Senin, 22 November 2010

PENDIDIKAN GITAR KLASIK DI INDONESIA

SEKILAS TENTANG PERKEMBANGAN AWAL PENDIDIKAN GITAR KLASIK DI INDONESIA

oleh Andre Indrawan
Introduksi

Di sekitar tahun 70-an minat terhadap gitar kasik di Indonesia sempat meledak. Dalam waktu yang relatif singkat jumlah peserta kursus gitar melonjak drastis dan sekolah-sekolah musik swasta yang mengakomodasi para peminat gitar menjamur di mana-mana. Kondisi pergitaran di Indonesia yang mendadak sehat ini telah mengundang perhatian dunia gitar internasional yang dibuktikan dengan digelarnya konser-konser gitaris dunia di Indonesia dan datangnya bantuan-bantuan pendidikan dan material dari negara-negara berkembang seperti Jepang dan Belanda. Perhatian inipun disambut oleh pemerintah Indonesia dengan dibukanya program-program pendidikan gitar secara resmi, mulai dari sekolah-sekolah dan institusi-institusi kejuruan musik hingga perguruan tinggi.

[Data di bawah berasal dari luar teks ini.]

use super::types::{Projection, ProjectionYear, Scenario};

pub const PROJECTION_YEARS: u32 = 10;
pub const FLAT_TAX_RATE: f64 = 0.20;
pub const POST_PLATEAU_GROWTH: f64 = 0.02;
const MONTHS_PER_YEAR: u32 = 12;

pub fn project(scenario: &Scenario) -> Projection {
    let debt_at_graduation = debt_at_graduation(scenario);
    let monthly_payment = amortized_monthly_payment(
        debt_at_graduation,
        scenario.loan_rate,
        scenario.loan_repayment_years,
    );
    let monthly_rate = scenario.loan_rate / f64::from(MONTHS_PER_YEAR);

    let mut debt = scenario.current_debt;
    let mut years = Vec::with_capacity(PROJECTION_YEARS as usize);
    for year in 1..=PROJECTION_YEARS {
        let is_school = scenario.is_school_year(year);
        let years_post_grad = f64::from(year) - scenario.years_in_school;

        let (income, annual_debt_payment) = if is_school {
            debt = accrue_study_year(debt, scenario);
            (scenario.annual_income_while_studying, 0.0)
        } else {
            debt = apply_repayment_year(debt, monthly_rate, monthly_payment);
            (
                salary_after_graduation(scenario, years_post_grad),
                monthly_payment * f64::from(MONTHS_PER_YEAR),
            )
        };

        let after_tax_income = income - (income * FLAT_TAX_RATE).max(0.0);
        let debt_to_income_ratio = if income > 0.0 {
            annual_debt_payment / income * 100.0
        } else {
            0.0
        };
        let monthly_surplus = after_tax_income / f64::from(MONTHS_PER_YEAR)
            - (scenario.monthly_expenses + monthly_payment);
        let earned_since_graduation = if is_school {
            0.0
        } else {
            after_tax_income * years_post_grad
        };
        let net_worth = earned_since_graduation - debt.max(0.0);

        years.push(ProjectionYear {
            year,
            is_school,
            debt: round_half_up(debt.max(0.0)),
            salary: round_half_up(income),
            monthly_debt_payment: round_half_up(monthly_payment),
            annual_debt_payment: round_half_up(annual_debt_payment),
            debt_to_income_ratio: round_to_tenth(debt_to_income_ratio),
            monthly_surplus: round_half_up(monthly_surplus),
            net_worth: round_half_up(net_worth),
        });
    }

    Projection {
        debt_at_graduation,
        monthly_debt_payment: monthly_payment,
        years,
    }
}

pub fn debt_at_graduation(scenario: &Scenario) -> f64 {
    let mut debt = scenario.current_debt;
    let mut year = 1;
    while scenario.is_school_year(year) {
        debt = accrue_study_year(debt, scenario);
        year += 1;
    }
    debt
}

pub fn amortized_monthly_payment(principal: f64, annual_rate: f64, years: u32) -> f64 {
    let monthly_rate = annual_rate / f64::from(MONTHS_PER_YEAR);
    let months = years.saturating_mul(MONTHS_PER_YEAR);
    if principal <= 0.0 || monthly_rate <= 0.0 || months == 0 {
        return 0.0;
    }

    // P * r * (1 + r)^n / ((1 + r)^n - 1)
    let growth = (1.0 + monthly_rate).powi(months as i32);
    principal * monthly_rate * growth / (growth - 1.0)
}

// Deficit first, then interest on the grown balance.
fn accrue_study_year(debt: f64, scenario: &Scenario) -> f64 {
    let deficit =
        (scenario.annual_school_expenses() - scenario.annual_income_while_studying).max(0.0);
    let debt = debt + deficit;
    debt + debt * scenario.loan_rate
}

fn apply_repayment_year(mut debt: f64, monthly_rate: f64, monthly_payment: f64) -> f64 {
    for _ in 0..MONTHS_PER_YEAR {
        debt += debt * monthly_rate;
        debt = (debt - monthly_payment).max(0.0);
    }
    debt
}

pub fn salary_after_graduation(scenario: &Scenario, years_post_grad: f64) -> f64 {
    let start = scenario.start_salary;
    let plateau = scenario.salary_5yr;
    if years_post_grad <= 5.0 {
        start + (plateau - start) * (years_post_grad - 1.0) / 4.0
    } else {
        plateau + plateau * POST_PLATEAU_GROWTH * (years_post_grad - 5.0)
    }
}

// -2.5 rounds to -2.
pub(crate) fn round_half_up(value: f64) -> i64 {
    (value + 0.5).floor() as i64
}

fn round_to_tenth(value: f64) -> f64 {
    round_half_up(value * 10.0) as f64 / 10.0
}
use std::collections::BTreeSet;

use super::types::{ConcernKind, ConcernResult, Feedback};

/// Grades a diagnosis against the ground truth. Both id lists are treated as
/// sets, so order and repeats never change the result. Missed concerns are
/// resolved against `all_concerns`; ids with no entry there are skipped.
pub fn score(
    truth_ids: &[ConcernKind],
    selected_ids: &[ConcernKind],
    all_concerns: &[ConcernResult],
) -> Feedback {
    let truth: BTreeSet<ConcernKind> = truth_ids.iter().copied().collect();
    let selected: BTreeSet<ConcernKind> = selected_ids.iter().copied().collect();

    let correct = truth.intersection(&selected).count();
    let missed_concerns = truth
        .difference(&selected)
        .filter_map(|id| all_concerns.iter().find(|c| c.id == *id).cloned())
        .collect();
    let false_positives = selected.difference(&truth).copied().collect();

    let denominator = truth.len().max(1) as f64;
    let score = (correct as f64 / denominator * 100.0).round() as u32;

    Feedback {
        correct_identifications: correct,
        total_concerns: truth.len(),
        missed_concerns,
        false_positives,
        score,
    }
}

impl Feedback {
    pub fn false_positive_details<'a>(
        &self,
        all_concerns: &'a [ConcernResult],
    ) -> Vec<&'a ConcernResult> {
        self.false_positives
            .iter()
            .filter_map(|id| all_concerns.iter().find(|c| c.id == *id))
            .collect()
    }
}

#[cfg(test)]
mod tests {
    use super::*;
    use proptest::prelude::{Just, prop_assert_eq, proptest};
    use proptest::sample::subsequence;
    use proptest::strategy::Strategy;

    fn catalogue() -> Vec<ConcernResult> {
        ConcernKind::ALL
            .into_iter()
            .map(|id| ConcernResult {
                id,
                title: id.title(),
                description: id.description(),
                evidence: format!("evidence for {id}"),
                applies: false,
            })
            .collect()
    }

    #[test]
    fn one_hit_one_miss_one_false_positive() {
        let all = catalogue();
        let feedback = score(
            &[ConcernKind::JobMarket, ConcernKind::NoWorkIncome],
            &[ConcernKind::JobMarket, ConcernKind::DebtBurden],
            &all,
        );

        assert_eq!(feedback.correct_identifications, 1);
        assert_eq!(feedback.total_concerns, 2);
        assert_eq!(feedback.missed_concerns.len(), 1);
        assert_eq!(feedback.missed_concerns[0].id, ConcernKind::NoWorkIncome);
        assert_eq!(feedback.missed_concerns[0].title, "No Income During School");
        assert_eq!(feedback.false_positives, vec![ConcernKind::DebtBurden]);
        assert_eq!(feedback.score, 50);
    }

    #[test]
    fn nothing_to_find_and_nothing_picked_scores_full_marks() {
        let feedback = score(&[], &[], &catalogue());
        assert_eq!(feedback.score, 100);
        assert_eq!(feedback.correct_identifications, 0);
        assert_eq!(feedback.total_concerns, 0);
        assert!(feedback.missed_concerns.is_empty());
        assert!(feedback.false_positives.is_empty());
    }

    #[test]
    fn picking_concerns_when_none_apply_scores_zero() {
        let feedback = score(&[], &[ConcernKind::ExtendedDebt], &catalogue());
        assert_eq!(feedback.score, 0);
        assert_eq!(feedback.false_positives, vec![ConcernKind::ExtendedDebt]);
    }

    #[test]
    fn duplicate_selections_count_once() {
        let feedback = score(
            &[ConcernKind::JobMarket],
            &[ConcernKind::JobMarket, ConcernKind::JobMarket],
            &catalogue(),
        );
        assert_eq!(feedback.correct_identifications, 1);
        assert_eq!(feedback.score, 100);
    }

    #[test]
    fn scores_round_to_nearest_percent() {
        let truth = [
            ConcernKind::DebtBurden,
            ConcernKind::SchoolDeficit,
            ConcernKind::ExtendedDebt,
        ];
        let feedback = score(&truth, &[ConcernKind::DebtBurden], &catalogue());
        assert_eq!(feedback.score, 33);
        let feedback = score(
            &truth,
            &[ConcernKind::DebtBurden, ConcernKind::ExtendedDebt],
            &catalogue(),
        );
        assert_eq!(feedback.score, 67);
    }

    #[test]
    fn unresolvable_ids_are_skipped_not_fatal() {
        // Only the ground truth is supplied for display, as a caller may do.
        let truth_only: Vec<ConcernResult> = catalogue()
            .into_iter()
            .filter(|c| c.id == ConcernKind::JobMarket)
            .collect();
        let feedback = score(
            &[ConcernKind::JobMarket, ConcernKind::NoWorkIncome],
            &[ConcernKind::DebtBurden],
            &truth_only,
        );

        assert_eq!(feedback.missed_concerns.len(), 1);
        assert_eq!(feedback.missed_concerns[0].id, ConcernKind::JobMarket);
        assert_eq!(feedback.false_positives, vec![ConcernKind::DebtBurden]);
        assert!(feedback.false_positive_details(&truth_only).is_empty());

        let all = catalogue();
        let details = feedback.false_positive_details(&all);
        assert_eq!(details.len(), 1);
        assert_eq!(details[0].title, "High Debt-to-Income Ratio");
    }

    fn ids_and_permutation() -> impl Strategy<Value = (Vec<ConcernKind>, Vec<ConcernKind>)> {
        subsequence(ConcernKind::ALL.to_vec(), 0..=ConcernKind::ALL.len())
            .prop_flat_map(|ids| (Just(ids.clone()), Just(ids).prop_shuffle()))
    }

    proptest! {
        #![proptest_config(proptest::test_runner::Config::with_cases(64))]

        #[test]
        fn prop_selection_order_does_not_change_feedback(
            truth in subsequence(ConcernKind::ALL.to_vec(), 0..=ConcernKind::ALL.len()),
            (selected, shuffled) in ids_and_permutation()
        ) {
            let all = catalogue();
            prop_assert_eq!(score(&truth, &selected, &all), score(&truth, &shuffled, &all));
        }
    }
}
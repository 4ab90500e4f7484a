mod concerns;
mod engine;
mod generator;
mod round;
mod scoring;
mod types;

pub use concerns::{ConcernContext, describe_all_concerns, identify_concerns};
pub use engine::{
    FLAT_TAX_RATE, PROJECTION_YEARS, amortized_monthly_payment, debt_at_graduation, project,
    salary_after_graduation,
};
pub use generator::{
    CAREERS, DEPENDENT_TABLE, EDUCATION_PATHS, EXISTING_DEBT_TABLE, NAMES, generate_scenario,
    generate_scenario_seeded, generate_scenario_with,
};
pub use round::{ChecklistItem, Round, Snapshot};
pub use scoring::score;
pub use types::{
    Career, ConcernKind, ConcernResult, EducationPath, Feedback, JobGrowth, Projection,
    ProjectionYear, Scenario, UnknownConcernId,
};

Latar belakang popularitas gitar dalam masyarakat Indonesia

Minat yang besar pada anak-anak muda Indonesia terhadap gitar dan kepopuleran gitar itu sendiri tentunya tidak semata-mata tumbuh begitu saja. Sebelum dibukanya kursus-kursus gitar pada sekitar tahun 70-an, gitar dan alat-alat musik yang mirip gitar sudah lama digunakan di negeri ini. Gitar telah dikenal sejak lama dalam ensembel Keroncong dan bahkan dalam kesenian tradisional Cirebon, Tarling (kependekan kata dari gitar dan suling), yaitu seni tari yang diiringi oleh duet gitar berukuran standar dan seruling bambu. Kepopuleran gitar di Indonesia juga didukung oleh keberadaan berbagai alat musik lain yang memiliki kemiripan dengan gitar, yang telah lama ada sebelum gitar masuk ke Indonesia. Alat musik tersebut di antaranya ialah gitar tradisional berdawai tiga yang disebut Sampek dari Kalimatan Timur, dan beragam model gitar tradisional berukuran kecil yang berdawai dua yaitu Hasapi, Kulcapi, dan Husapi, dari Sumatra Utara.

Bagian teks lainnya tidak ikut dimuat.